Luc’s face darkened. He flicked open his wallet and pulled out a thick sandwich of notes.

‘Don’t be stupid,’ he said curtly. ‘Take the money.’

The man at the next table did not know where to look. Out of the corner of her eye Christina caught his expression—half wretchedly embarrassed, half fascinated. She found that she sympathised with him. Luc Henri clearly was sublimely unaware of the scene he was making, or did not care what people thought of him. In contrast, the poor man at the next table was acutely aware of both. It made her all the more furious with Luc Henri.

She leaned forward across the table, glaring. ‘Try listening. I am not your sister,’ she hissed.

‘If you were I would have drilled some sense into you by now,’ Luc Henri flung back between his teeth. He was clearly in a right royal rage and saw no reason to curb his temper.

‘You don’t surprise me in the least,’ Christina said with poisonous sweetness. ‘“sense” being anything that agrees with you, I take it?’
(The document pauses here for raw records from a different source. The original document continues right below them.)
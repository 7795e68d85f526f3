//! Checkout domain model.
//!
//! Carts, items, tax tables, shipping methods, commands, notifications and
//! responses as plain Rust values. This crate knows nothing about XML; the
//! wire mapping lives in `checkout-xml`.

pub mod address;
pub mod area;
pub mod cart;
pub mod command;
pub mod frontend;
pub mod item;
pub mod notification;
pub mod order;
pub mod parameterized_url;
pub mod private_data;
pub mod response;
pub mod shipping;
pub mod subscription;
pub mod tax;

pub use address::{Address, AnonymousAddress};
pub use area::{Area, UsCountryRegion, UsState};
pub use cart::ShoppingCart;
pub use command::{
    AddMerchantOrderNumber, AddTrackingData, ArchiveOrder, AuthorizeOrder, BackorderItems, CancelItems, CancelOrder,
    ChargeAndShipOrder, ChargeOrder, CheckoutCommand, Command, CreateOrderRecurrenceRequest, DeliverOrder,
    EndpointKind, ItemsCommand, MerchantCalculations, NotificationDataRequest, NotificationDataTokenRequest,
    NotificationHistoryRequest, OrderReport, ProcessOrder, RefundOrder, ResetItemsShippingInformation, ReturnItems,
    SendBuyerMessage, ShipItems, UnarchiveOrder,
};
pub use frontend::{Frontend, FrontendConfig, PurchaseType, TaxTableFactory};
pub use item::{DigitalContent, DisplayDisposition, Item, LineItem};
pub use notification::{
    AuthorizationAmountNotification, ChargeAmountNotification, ChargebackAmountNotification, MerchantCodeAdjustment,
    MerchantCodeKind, NewOrderNotification, Notification, NotificationHeader, OrderAdjustment,
    OrderStateChangeNotification, RefundAmountNotification, RiskInformation, RiskInformationNotification,
    ShippingAdjustment, ShippingAdjustmentKind,
};
pub use order::{ChargeFee, FinancialState, FulfillmentState, ItemInfo, TrackingData};
pub use parameterized_url::{ParameterizedUrl, UrlParameter, UrlParameterType};
pub use private_data::{PrivateData, PrivateDataMap};
pub use response::{
    CheckoutRedirect, MerchantCalculationResult, MerchantCalculationResults, MerchantCodeResult,
    NotificationAcknowledgment, NotificationDataResponse, NotificationDataTokenResponse, NotificationHistoryResponse,
    RequestReceived, SubscriptionRequestReceived,
};
pub use shipping::{
    AreaFilter, CarrierCalculatedShipping, CarrierCalculatedShippingOption, CarrierPickup, DeliveryAddressCategory,
    DeliveryMethod, FlatRateShipping, MerchantCalculatedShipping, PickupShipping, ShippingCompany, ShippingPackage,
};
pub use subscription::{Subscription, SubscriptionPayment, SubscriptionPeriod, SubscriptionType};
pub use tax::{TaxRule, TaxTable};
He drew an angry breath. Then, even as she watched him, she saw him catch hold of his retort and wrestle it down like a man struggling with a wild animal. He closed his lips tight on whatever it was he had been going to say.

‘You are an education, Miss Howard. My powers of argument seem to be deserting me,’ he said thinly at last. ‘Please be sensible...’

Christina stood her ground. ‘Don’t patronise me,’ she said quietly.

They stood sizing each other up over the table like duellists. Then he smiled. It was not one of his dazzling smiles. It was more like an insult.

‘You needn’t worry that I’d expect payment in kind,’ Luc Henri drawled. ‘Women come to me of their own free will.’

The man at the next table gasped. So did Christina. She felt her face flame. It did not sweeten her temper one iota. But it made her forget briefly that they were in a public place and that, unlike her arrogant opponent, she minded making a spectacle of herself. The anger coursed through her like a forest fire, but she wiped the expression off her face and gave him her most demure smile.

Leaning forward, she twitched the notes out of his hand. The man at the next table shuddered and backed his chair away with a scream of steel-tipped legs across the concrete.

Luc Henri’s eyes had narrowed to slits.

‘Not me,’ Christina said gently.

The narrowed eyes dared her, blatantly. Christina smiled. She stepped back and, with a quick little movement, tossed the notes high, high up into the air.

They were still falling on the startled patrons as she threaded her way between the tables and left.